The results is a downward spiral that makes our parks and neighborhoods more dangerous, dirty, and blighted. Our streets, public facilities, and other crucial infrastructure literally crumble for lack of attention.
We need you to take strong and immediate steps to repair and repopulate our older core city neighborhoods. The Crosstown Development Project can do exactly that. The renovation of the iconic Sears Crosstown building, located between Midtown and Downtown, will create 875 new jobs that will add $37 million in wages into our economy every year.
The building itself will be home to health clinics, wellness facilities, a free public high school, and numerous creative resources.
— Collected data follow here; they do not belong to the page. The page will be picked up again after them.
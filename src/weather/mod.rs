//! Weather lookup: SQLite entries with a 30 minute lifetime, Weatherbit API
//! on a miss.

pub mod api_types;
pub mod cached_client;
pub mod client;

use serde::{Deserialize, Serialize};
use std::fmt;

use crate::cache::CacheValue;

pub use cached_client::CachedWeatherClient;
pub use client::WeatherClient;

/// Current conditions for a city
#[derive(Debug, Clone, PartialEq, Serialize, Deserialize)]
pub struct Observation {
  pub city_name: String,
  pub state_code: Option<String>,
  pub country_code: Option<String>,
  /// Celsius
  pub temp: f64,
  /// Feels-like temperature, Celsius
  pub app_temp: f64,
  pub sunrise: Option<String>,
  pub sunset: Option<String>,
  pub description: String,
  /// Metres per second
  pub wind_spd: f64,
  pub wind_dir: Option<String>,
}

/// What a weather lookup produces: an observation, or the fallback message.
#[derive(Debug, Clone, PartialEq, Serialize, Deserialize)]
#[serde(tag = "kind", rename_all = "snake_case")]
pub enum Conditions {
  Current(Observation),
  Unavailable { message: String },
}

impl CacheValue for Conditions {
  fn namespace() -> &'static str {
    "weather"
  }
}

impl fmt::Display for Conditions {
  fn fmt(&self, f: &mut fmt::Formatter<'_>) -> fmt::Result {
    match self {
      Conditions::Unavailable { message } => writeln!(f, "{}", message),
      Conditions::Current(obs) => {
        match &obs.state_code {
          Some(state) => writeln!(f, "{}, {}", obs.city_name, state)?,
          None => writeln!(f, "{}", obs.city_name)?,
        }
        writeln!(f, "Temperature: {}°C", obs.temp)?;
        writeln!(f, "Feels like temp: {}°C", obs.app_temp)?;
        if let (Some(rise), Some(set)) = (&obs.sunrise, &obs.sunset) {
          writeln!(f, "Sunrise: {}    Sunset: {}", rise, set)?;
        }
        writeln!(f, "Weather: {}", obs.description)?;
        match &obs.wind_dir {
          Some(dir) => writeln!(f, "Wind: {} m/s, {}", obs.wind_spd, dir),
          None => writeln!(f, "Wind: {} m/s", obs.wind_spd),
        }
      }
    }
  }
}
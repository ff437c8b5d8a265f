//! Rhyme client that answers from the suffix table before calling the API.

use color_eyre::Result;

use crate::cache::{CachePolicy, Connectivity, KeyStrategy, LookupCache, Normalizer, Resolution};
use crate::config::Config;

use super::client::RhymeClient;
use super::table::SuffixTable;
use super::Rhymes;

/// Rhyme lookup with transparent table matching and offline support.
#[derive(Clone)]
pub struct CachedRhymeClient {
  cache: LookupCache<Rhymes, SuffixTable, RhymeClient>,
}

impl CachedRhymeClient {
  /// Create a cached rhyme client from configuration.
  ///
  /// Uses the configured table file if any, otherwise the bundled table.
  pub fn new(config: &Config, connectivity: Connectivity) -> Result<Self> {
    let rhymes = &config.rhymes;
    let table = match &rhymes.table {
      Some(path) => SuffixTable::load(path, rhymes.suffix_len)?,
      None => SuffixTable::bundled(rhymes.suffix_len)?,
    };
    let client = RhymeClient::new(rhymes, config.timeout())?;

    Ok(Self::with_parts(table, client, connectivity, Self::policy(config)))
  }

  pub fn with_parts(
    table: SuffixTable,
    client: RhymeClient,
    connectivity: Connectivity,
    policy: CachePolicy<Rhymes>,
  ) -> Self {
    Self {
      cache: LookupCache::new(table, client, connectivity, policy),
    }
  }

  /// Lookup policy for rhymes: letters-only input, suffix keys, no expiry.
  pub fn policy(config: &Config) -> CachePolicy<Rhymes> {
    CachePolicy::new(Rhymes(vec![config.rhymes.fallback.clone()]))
      .with_normalizer(Normalizer::Letters)
      .with_strategy(KeyStrategy::Suffix {
        len: config.rhymes.suffix_len,
      })
      .with_persist_remote(config.rhymes.persist_remote)
      .with_timeout(config.timeout())
  }

  /// Find rhymes for a word.
  pub async fn find_rhymes(&self, word: &str) -> Resolution<Rhymes> {
    self.cache.resolve(word).await
  }
}
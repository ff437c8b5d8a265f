//! Generic local-first lookup layer with offline support.
//!
//! This module provides a domain-agnostic caching mechanism that:
//! - Answers from a local store first, keyed exactly or by suffix
//! - Falls back to a remote source when online, optionally persisting the answer
//! - Returns a caller-supplied fallback whenever neither source can answer
//! - Queues outbound messages while offline and drains them in order on reconnect

mod connectivity;
mod error;
mod layer;
mod outbox;
mod storage;
mod strategy;
mod traits;

pub use connectivity::{probe, Connectivity};
pub use error::{LookupError, RemoteError};
pub use layer::{CachePolicy, LookupCache, RemoteSource, DEFAULT_TIMEOUT};
pub use outbox::{FlushReport, Notice, Outbox, RemoteSink, SendOutcome};
pub use storage::{CacheStorage, HistoryRecord, MemoryStorage, NoopStorage, QueueStorage, SqliteStorage};
pub use strategy::{suffix, KeyStrategy, Normalizer, INVALID_WORD};
pub use traits::{CacheEntry, CacheValue, Provenance, Resolution};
It will also house 240 apartments in a range of market values, boosting the population of this deeply disinvested neighborhood by hundreds of residents.
If the City of Memphis agrees to a $15 million investment – less than 10% of the total redevelopment cost – to address some crucial blight abatement and infrastructure needs, over $150 million in private capital stands ready to begin construction on the Sears building before the end of the year.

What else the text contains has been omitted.